TMMD 123, Ibarat Sapu Tangan yang Menyeka Duka Warga di Nagari Balingka
- 25 Mar 2025 16:25 WIB
- Padang
KBRN, Padang: Ramadan 1446 H mengalirkan berkah tak terhingga bagi warga di Nagari Balingka, Kabupaten Agam. Lebih kurang setahun lamanya, nagari permai yang berada di kaki Gunung Singgalang ini diterpa duka. Bencana datang silih berganti, memporak -porandakan bumi dengan hasil tani yang melimpah ruah. Boleh dikatakan, dalam hitungan tahun, warga hiidup dalam keterpurukan. Hasil panen tak kunjung bisa dinikmati.

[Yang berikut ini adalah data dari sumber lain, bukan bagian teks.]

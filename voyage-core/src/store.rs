//! Storage seams consumed by the engine.
//!
//! Each method is one atomic operation against the backend. The engine never
//! composes two calls where atomicity matters: snapshot replacement and alert
//! dedup are single calls here. Advisory coalescing is the exception, see
//! [`crate::AdvisoryEngine::compute_advisory`].

pub mod memory;

pub use memory::MemoryStore;

use async_trait::async_trait;

use crate::error::StoreError;
use crate::model::{
    AdvisoryDraft, ForecastKey, ForecastSnapshot, HazardAlert, SpeedAdvisory, Vessel, VesselId,
};

#[async_trait]
pub trait ForecastStore: Send + Sync {
    async fn snapshot(&self, key: ForecastKey) -> Result<Option<ForecastSnapshot>, StoreError>;

    /// Replaces whatever is stored under `snapshot.key`. Readers see either
    /// the old or the new snapshot, never neither.
    async fn replace_snapshot(&self, snapshot: ForecastSnapshot) -> Result<(), StoreError>;

    /// All days stored for one rounded position, in any order.
    async fn snapshots_at(&self, lat_e2: i32, lon_e2: i32)
    -> Result<Vec<ForecastSnapshot>, StoreError>;
}

#[async_trait]
pub trait AlertStore: Send + Sync {
    /// Inserts unless an alert with the same id exists. Returns the stored
    /// alert and whether this call inserted it.
    async fn insert_alert_if_absent(
        &self,
        alert: HazardAlert,
    ) -> Result<(HazardAlert, bool), StoreError>;

    /// Every alert ever stored, in insertion order.
    async fn alerts(&self) -> Result<Vec<HazardAlert>, StoreError>;
}

#[async_trait]
pub trait AdvisoryStore: Send + Sync {
    async fn latest_advisory(&self, vessel: VesselId)
    -> Result<Option<SpeedAdvisory>, StoreError>;

    async fn insert_advisory(&self, draft: AdvisoryDraft) -> Result<SpeedAdvisory, StoreError>;

    async fn update_advisory(&self, advisory: SpeedAdvisory) -> Result<(), StoreError>;

    /// Newest first.
    async fn advisories(
        &self,
        vessel: VesselId,
        limit: usize,
    ) -> Result<Vec<SpeedAdvisory>, StoreError>;
}

#[async_trait]
pub trait VesselStore: Send + Sync {
    async fn vessel(&self, id: VesselId) -> Result<Option<Vessel>, StoreError>;
}

/// Everything the engine needs from one backend.
pub trait Storage: ForecastStore + AlertStore + AdvisoryStore + VesselStore {}

impl<T> Storage for T where T: ForecastStore + AlertStore + AdvisoryStore + VesselStore {}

Produksi pertanian terhenti dalam beberapa periode masa tanam. Situasi yang memprihatinkan ini tak lepas dari perhatian TNI AD. TMMD 123 pada gilirannya menyapa nagari yang terkungkung nestapa ini.
Kesedihan dan kegelisahan warga sontak terobati. Satgas TMMD 123 Kodim 0304/Agam selama lebih kurang satu bulan bersinergi, menghidupkan kembali geliat ekonomi di nagari yang hampir menyerupai kampung mati.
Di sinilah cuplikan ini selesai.